■ **EXERCISE PROMPT**
Your task is to filter the entries and copy every line containing the string "wasted".

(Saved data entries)
::::::::
//! Tune image encoder
//! Builds a binary tune image from a saved JSON document (schema plus values)

use base64::Engine;
use std::env;
use std::fs;
use tracing_subscriber::{fmt::format::FmtSpan, prelude::*, EnvFilter};
use tune_rs::{Config, TuneDocument};

fn main() -> anyhow::Result<()> {
    // Initialize tracing
    let filter_layer = EnvFilter::try_from_default_env()
        .or_else(|_| EnvFilter::try_new("info"))
        .unwrap();

    let format_layer = tracing_subscriber::fmt::layer()
        .with_target(true)
        .with_writer(std::io::stderr)
        .with_span_events(FmtSpan::NONE);

    tracing_subscriber::registry()
        .with(filter_layer)
        .with(format_layer)
        .init();

    let args: Vec<String> = env::args().collect();
    if args.len() < 3 || args.len() > 4 || (args.len() == 4 && args[3] != "--base64") {
        eprintln!("Usage: {} <document.json> <out.bin> [--base64]", args[0]);
        eprintln!("Example: {} current.json current.bin", args[0]);
        eprintln!("\nWith --base64 the image is also printed as base64 for upload.");
        std::process::exit(1);
    }

    let document_path = &args[1];
    let output_path = &args[2];

    let text = fs::read_to_string(document_path)
        .map_err(|e| anyhow::anyhow!("Failed to read {}: {}", document_path, e))?;
    let document: TuneDocument = serde_json::from_str(&text)?;

    let (config, arena) = Config::load_document(&document)?;

    fs::write(output_path, arena.as_bytes())?;
    tracing::info!("Wrote {} bytes to {}", arena.len(), output_path);
    tracing::info!(
        "{} bytes of table space left",
        config.total_free_table_space(&arena)?
    );

    if args.len() == 4 {
        println!(
            "{}",
            base64::engine::general_purpose::STANDARD.encode(arena.as_bytes())
        );
    }

    Ok(())
}
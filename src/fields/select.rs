// One of a fixed list of string choices, stored as a byte index

use crate::arena::ByteArena;
use crate::error::{TuneResult, ValidationError};

#[derive(Debug, Clone, PartialEq)]
pub struct Select {
    pub name: String,
    pub short_name: String,
    pub offset: usize,
    pub choices: Vec<String>,
    pub conditional: Option<String>,
}

impl Select {
    pub fn new(
        name: impl Into<String>,
        short_name: impl Into<String>,
        offset: usize,
        choices: Vec<String>,
    ) -> Self {
        Self {
            name: name.into(),
            short_name: short_name.into(),
            offset,
            choices,
            conditional: None,
        }
    }

    pub fn with_conditional(mut self, conditional: Option<String>) -> Self {
        self.conditional = conditional;
        self
    }

    pub fn size(&self) -> usize {
        1
    }

    pub fn get(&self, arena: &ByteArena) -> TuneResult<&str> {
        let index = arena.read_u8(self.offset)? as usize;
        self.choices
            .get(index)
            .map(String::as_str)
            .ok_or_else(|| {
                ValidationError::ChoiceIndex {
                    field: self.short_name.clone(),
                    index,
                }
                .into()
            })
    }

    pub fn set(&self, arena: &mut ByteArena, value: &str) -> TuneResult<()> {
        let index = self
            .choices
            .iter()
            .position(|c| c == value)
            .filter(|&i| i <= u8::MAX as usize)
            .ok_or_else(|| ValidationError::UnknownChoice {
                field: self.short_name.clone(),
                value: value.to_string(),
            })?;
        arena.write_u8(self.offset, index as u8)?;
        Ok(())
    }
}

#[cfg(test)]
mod tests {
    use super::*;
    use crate::error::TuneError;

    fn select() -> Select {
        Select::new(
            "Ignition mode",
            "ign_mode",
            1,
            vec!["off".into(), "wasted".into(), "sequential".into()],
        )
    }

    #[test]
    fn test_round_trip() {
        let s = select();
        let mut arena = ByteArena::zeroed(2);
        for choice in ["off", "wasted", "sequential"] {
            s.set(&mut arena, choice).unwrap();
            assert_eq!(s.get(&arena).unwrap(), choice);
        }
        assert_eq!(arena.as_bytes(), &[0, 2]);
    }

    #[test]
    fn test_unknown_choice() {
        let s = select();
        let mut arena = ByteArena::zeroed(2);
        s.set(&mut arena, "wasted").unwrap();
        let err = s.set(&mut arena, "distributor").unwrap_err();
        assert!(matches!(
            err,
            TuneError::Validation(ValidationError::UnknownChoice { .. })
        ));
        assert_eq!(s.get(&arena).unwrap(), "wasted");
    }

    #[test]
    fn test_index_out_of_range() {
        let s = select();
        let arena = ByteArena::new(vec![0, 7]);
        assert!(matches!(
            s.get(&arena),
            Err(TuneError::Validation(ValidationError::ChoiceIndex { index: 7, .. }))
        ));
    }
}
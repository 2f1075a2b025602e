// Byte arena holding a whole tune image

use crate::bitwise::bits;
use crate::bitwise::elements::{self, ElementError};
use std::fmt;
use thiserror::Error;

#[derive(Error, Debug, Clone, PartialEq, Eq)]
pub enum ArenaError {
    #[error("Access out of bounds: {offset}+{len} exceeds arena of {size} bytes")]
    OutOfBounds {
        offset: usize,
        len: usize,
        size: usize,
    },
}

impl From<ElementError> for ArenaError {
    fn from(err: ElementError) -> Self {
        match err {
            ElementError::InsufficientData {
                offset,
                expected,
                actual,
            } => ArenaError::OutOfBounds {
                offset,
                len: expected,
                size: actual,
            },
        }
    }
}

pub type Result<T> = std::result::Result<T, ArenaError>;

/// Fixed-length tune image
///
/// The length never changes after creation; every write is bounds checked
/// so a corrupt table pointer can not grow or overrun the image.
#[derive(Debug, Clone, PartialEq, Eq)]
pub struct ByteArena {
    data: Vec<u8>,
}

impl ByteArena {
    /// Wrap existing tune bytes
    pub fn new(data: Vec<u8>) -> Self {
        Self { data }
    }

    /// Create a zero-filled arena of @size bytes
    pub fn zeroed(size: usize) -> Self {
        Self {
            data: vec![0u8; size],
        }
    }

    pub fn len(&self) -> usize {
        self.data.len()
    }

    pub fn is_empty(&self) -> bool {
        self.data.is_empty()
    }

    fn check(&self, offset: usize, len: usize) -> Result<()> {
        match offset.checked_add(len) {
            Some(end) if end <= self.data.len() => Ok(()),
            _ => Err(ArenaError::OutOfBounds {
                offset,
                len,
                size: self.data.len(),
            }),
        }
    }

    /// Borrow @len bytes starting at @start
    pub fn get(&self, start: usize, len: usize) -> Result<&[u8]> {
        self.check(start, len)?;
        Ok(&self.data[start..start + len])
    }

    /// Borrow @len bytes starting at @start, mutably
    pub fn get_mut(&mut self, start: usize, len: usize) -> Result<&mut [u8]> {
        self.check(start, len)?;
        Ok(&mut self.data[start..start + len])
    }

    /// Copy @bytes into the arena at @pos
    pub fn set_bytes(&mut self, pos: usize, bytes: &[u8]) -> Result<()> {
        self.get_mut(pos, bytes.len())?.copy_from_slice(bytes);
        Ok(())
    }

    pub fn read_u8(&self, offset: usize) -> Result<u8> {
        Ok(elements::read_u8(&self.data, offset)?)
    }

    pub fn write_u8(&mut self, offset: usize, value: u8) -> Result<()> {
        Ok(elements::write_u8(&mut self.data, offset, value)?)
    }

    pub fn read_i8(&self, offset: usize) -> Result<i8> {
        Ok(elements::read_i8(&self.data, offset)?)
    }

    pub fn read_u16_le(&self, offset: usize) -> Result<u16> {
        Ok(elements::read_u16_le(&self.data, offset)?)
    }

    pub fn write_u16_le(&mut self, offset: usize, value: u16) -> Result<()> {
        Ok(elements::write_u16_le(&mut self.data, offset, value)?)
    }

    /// Read a packed integer, see [`bits::read_bits`]
    pub fn read_bits(&self, byte: usize, bit: u32, width: u32, signed: bool) -> Result<i64> {
        Ok(bits::read_bits(&self.data, byte, bit, width, signed)?)
    }

    /// Write a packed integer, see [`bits::write_bits`]
    pub fn write_bits(&mut self, byte: usize, bit: u32, width: u32, value: i64) -> Result<()> {
        Ok(bits::write_bits(&mut self.data, byte, bit, width, value)?)
    }

    /// Raw image bytes
    pub fn as_bytes(&self) -> &[u8] {
        &self.data
    }

    pub fn into_vec(self) -> Vec<u8> {
        self.data
    }

    /// Hex dump of `[start, end)`, clamped to the arena
    pub fn printable(&self, start: Option<usize>, end: Option<usize>) -> String {
        let end = end.unwrap_or(self.data.len()).min(self.data.len());
        let start = start.unwrap_or(0).min(end);
        hexdump(&self.data[start..end], start)
    }
}

impl From<Vec<u8>> for ByteArena {
    fn from(data: Vec<u8>) -> Self {
        Self::new(data)
    }
}

impl From<&[u8]> for ByteArena {
    fn from(data: &[u8]) -> Self {
        Self::new(data.to_vec())
    }
}

impl AsRef<[u8]> for ByteArena {
    fn as_ref(&self) -> &[u8] {
        &self.data
    }
}

impl fmt::Display for ByteArena {
    fn fmt(&self, f: &mut fmt::Formatter<'_>) -> fmt::Result {
        write!(f, "ByteArena({} bytes)", self.data.len())
    }
}

/// Hex dump in `hexdump -C` layout, offsets relative to @base
fn hexdump(data: &[u8], base: usize) -> String {
    let mut output = String::new();

    for (i, chunk) in data.chunks(16).enumerate() {
        output.push_str(&format!("{:08x}  ", base + i * 16));

        for j in 0..16 {
            if j == 8 {
                output.push(' ');
            }
            match chunk.get(j) {
                Some(byte) => output.push_str(&format!("{:02x} ", byte)),
                None => output.push_str("   "),
            }
        }

        output.push_str(" |");
        for &byte in chunk {
            if (0x20..=0x7e).contains(&byte) {
                output.push(byte as char);
            } else {
                output.push('.');
            }
        }
        output.push_str("|\n");
    }

    output
}

#[cfg(test)]
mod tests {
    use super::*;

    #[test]
    fn test_zeroed() {
        let arena = ByteArena::zeroed(10);
        assert_eq!(arena.len(), 10);
        assert!(!arena.is_empty());
        assert_eq!(arena.get(0, 10).unwrap(), &[0u8; 10]);
        assert!(ByteArena::new(Vec::new()).is_empty());
    }

    #[test]
    fn test_get_set() {
        let mut arena = ByteArena::zeroed(10);
        arena.write_u8(5, 0x42).unwrap();
        assert_eq!(arena.read_u8(5).unwrap(), 0x42);

        arena.set_bytes(0, &[1, 2, 3]).unwrap();
        assert_eq!(arena.get(0, 3).unwrap(), &[1, 2, 3]);

        arena.write_u16_le(8, 0x1234).unwrap();
        assert_eq!(arena.get(8, 2).unwrap(), &[0x34, 0x12]);
        assert_eq!(arena.read_u16_le(8).unwrap(), 0x1234);
    }

    #[test]
    fn test_bounds_checking() {
        let mut arena = ByteArena::zeroed(3);
        assert!(arena.get(2, 2).is_err());
        assert!(arena.get(usize::MAX, 2).is_err());
        assert!(arena.set_bytes(1, &[0; 3]).is_err());
        assert_eq!(
            arena.read_u16_le(2),
            Err(ArenaError::OutOfBounds {
                offset: 2,
                len: 2,
                size: 3
            })
        );
        // A failed write leaves the image alone
        assert_eq!(arena.as_bytes(), &[0, 0, 0]);
    }

    #[test]
    fn test_hexdump() {
        let mut data: Vec<u8> = (0..16).collect();
        data.extend_from_slice(b"ABC");
        let arena = ByteArena::new(data);
        let dump = arena.printable(None, None);
        assert!(dump.contains("00 01 02 03"));
        assert!(dump.contains("41 42 43"));
        assert!(dump.contains("|ABC|"));

        let tail = arena.printable(Some(16), None);
        assert!(tail.starts_with("00000010"));
    }
}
::::::::
■ **WRITTEN SOLUTION**
            vec!["off".into(), "wasted".into(), "sequential".into()],
        for choice in ["off", "wasted", "sequential"] {
        s.set(&mut arena, "wasted").unwrap();
        assert_eq!(s.get(&arena).unwrap(), "wasted");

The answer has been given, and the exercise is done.